Tatsächlich besagt die Kirche: Wer sexuell impotent ist, kann keine gültige Ehe eingehen. Denn:

„Die Geschlechtsgemeinschaft ist für die Ehe spezifisch“,

erklärt der Kirchenrechtler P. Nikolaus Schöch OFM, Zweiter Ehebandverteidiger an der Apostolischen Signatur, also dem Höchstgericht der Katholischen Kirche hier in Rom:

„Die Ehe ist der einzige Ort, in dem man nach katholischer Morallehre legitim seine Geschlechtlichkeit ausüben kann, und die Bedeutung des Geschlechtsverkehrs in der Ehe ergibt sich auch aus der Hinordnung der Ehe auf Nachkommenschaft. Denn jede Ehe ist auf Nachkommenschaft hingeordnet, weil dies einen wesentlichen Ehezweck darstellt. Das Gattenwohl und die Zeugung und Erziehung von Nachkommenschaft zählen zu den wesentlichsten Ehezwecken, warum die Institution Ehe vom Schöpfer eingerichtet worden ist.“

Kinder sind also nach heutigem katholischem Verständnis nicht der einzige Ehezweck. In der Ehe findet die Liebe ihren Platz, Liebe gleichsam mit Großbuchstaben, im umfassenden seelischen und leiblichen Sinn.
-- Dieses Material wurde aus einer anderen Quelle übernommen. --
// # Snapshot File Client
//
// File-based implementation of RuntimeClient.
//
// ## Purpose
//
// Serves container and service listings from a JSON document on disk.
// Useful for dry runs, fixtures, and runtimes exported by another tool.
// The file is re-read on every call, so edits take effect on the next cycle.
//
// ## File Format
//
// ```json
// {
//   "containers": [
//     {
//       "Id": "4f2c...",
//       "Labels": { "external-dns.alpha.kubernetes.io/hostname": "web.example.local" },
//       "NetworkSettings": {
//         "Networks": { "bridge": { "IPAddress": "172.17.0.2", "Gateway": "172.17.0.1" } }
//       }
//     }
//   ],
//   "services": [ { "ID": "jqz4hrd4c51w164rpvi2fdbqz" } ]
// }
// ```

use async_trait::async_trait;
use std::path::{Path, PathBuf};
use tokio::fs;

use crate::Error;
use crate::traits::runtime_client::{ContainerSnapshot, RuntimeClient, ServiceDescriptor};

/// Serializable snapshot file format
#[derive(Debug, Clone, Default, serde::Serialize, serde::Deserialize)]
pub struct SnapshotFile {
    #[serde(default)]
    pub containers: Vec<ContainerSnapshot>,
    #[serde(default)]
    pub services: Vec<ServiceDescriptor>,
}

/// Runtime client reading snapshots from a JSON file
///
/// # Example
///
/// ```rust,no_run
/// use dockdns_core::runtime::SnapshotFileClient;
/// use dockdns_core::traits::RuntimeClient;
///
/// #[tokio::main]
/// async fn main() -> Result<(), Box<dyn std::error::Error>> {
///     let client = SnapshotFileClient::new("/var/lib/dockdns/snapshot.json");
///
///     for container in client.list_containers().await? {
///         println!("{}", container.id);
///     }
///
///     Ok(())
/// }
/// ```
#[derive(Debug, Clone)]
pub struct SnapshotFileClient {
    path: PathBuf,
}

impl SnapshotFileClient {
    /// Create a client for the snapshot file at `path`
    ///
    /// The file is not touched until the first listing.
    pub fn new<P: AsRef<Path>>(path: P) -> Self {
        Self {
            path: path.as_ref().to_path_buf(),
        }
    }

    /// Path of the snapshot file
    pub fn path(&self) -> &Path {
        &self.path
    }

    async fn load(&self) -> Result<SnapshotFile, Error> {
        let content = fs::read_to_string(&self.path).await.map_err(|e| {
            Error::runtime(format!(
                "Failed to read snapshot {}: {}",
                self.path.display(),
                e
            ))
        })?;

        let snapshot: SnapshotFile = serde_json::from_str(&content)?;
        tracing::debug!(
            "Loaded snapshot {}: {} containers, {} services",
            self.path.display(),
            snapshot.containers.len(),
            snapshot.services.len()
        );
        Ok(snapshot)
    }
}

#[async_trait]
impl RuntimeClient for SnapshotFileClient {
    async fn list_containers(&self) -> Result<Vec<ContainerSnapshot>, Error> {
        Ok(self.load().await?.containers)
    }

    async fn list_services(&self) -> Result<Vec<ServiceDescriptor>, Error> {
        Ok(self.load().await?.services)
    }

    fn client_name(&self) -> &'static str {
        "snapshot-file"
    }
}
„Die Ehe verfolgt auch den Zweck, beide Partner gegenseitig durch die Geschlechtsverschiedenheit und ihre umfassende Gemeinschaft zu ergänze. Dh die Partner ergänzen sich gegenseitig in dieser intimen Lebensgemeinschaft, die alle Bereiche umfassen soll, und damit dient die Ehe wesentlich dazu, das Wohl jedes der beiden Partner zu erreichen.“

Sexualität hat also einen ausgezeichneten Platz im ehelichen Leben, und das Fehlen von Sexualität kann zur schweren Last werden, an der so manche Ehe bereits gescheitert ist. Für die Gültigkeit einer Ehe ist allerdings nicht entscheidend, dass Mann und Frau über die Jahre ein erfüllendes Sexualleben haben. Für das Ein-Fleisch-Werden, von dem die Bibel spricht, stellt das Kirchenrecht quasi nur eine Mindestanforderung, dass nämlich die Ehe vollzogen wird, das heißt, dass es zu einem Geschlechtsverkehr kommt. Deshalb:

„Wichtig ist, dass die Beischlafsfähigkeit zum Zeitpunkt der Eheschließung gegeben ist.“

Hier öffnen wir eine kurze Parenthese. Nie ist die Kirche so weit gegangen zu sagen: Unfruchtbarkeit eines Menschen schließt ihn von der Ehe aus. Sterilität ist – im Gegensatz zur Impotenz – KEIN Ehehindernis. Die Kirche schreibt den Eheleuten nicht vor,

dass Nachkommen dann tatsächlich gezeugt werden müssen, denn es kann sein, dass jemand steril ist, aber dennoch gültig heiraten kann, sofern sein Partner davon informiert ist. Das heißt, der Partner muss wissen im Fall der Sterilität, dass diese vorliegt, und dann ist die Ehe dennoch gültig.“

Kehren wir kurz zum Fall von Viterbo zurück: Nicht wenige Kirchenrechtler haben, zu diesem Verdikt des Bischofs befragt, gemeint, sie hätten wohl anders entschieden. Wir können und wollen den konkreten Fall nicht aufrollen, es geht uns ums Prinzip. Muss, darf, kann der Pfarrer einem Querschnittgelähmten die Eheschließung verweigern? Pater Schöch, er ist übrigens auch Kommissar für die Auflösung nichtvollzogener Ehen an der Sakramentenkongregation, stellt klar:

„Ees ist im Zweifel IMMER zugunsten der Eheschließung zu entscheiden.“

Zweifel können etwa bestehen, ob der heiratswillige Mann mit 100prozentiger Sicherheit beischlafsunfähig ist.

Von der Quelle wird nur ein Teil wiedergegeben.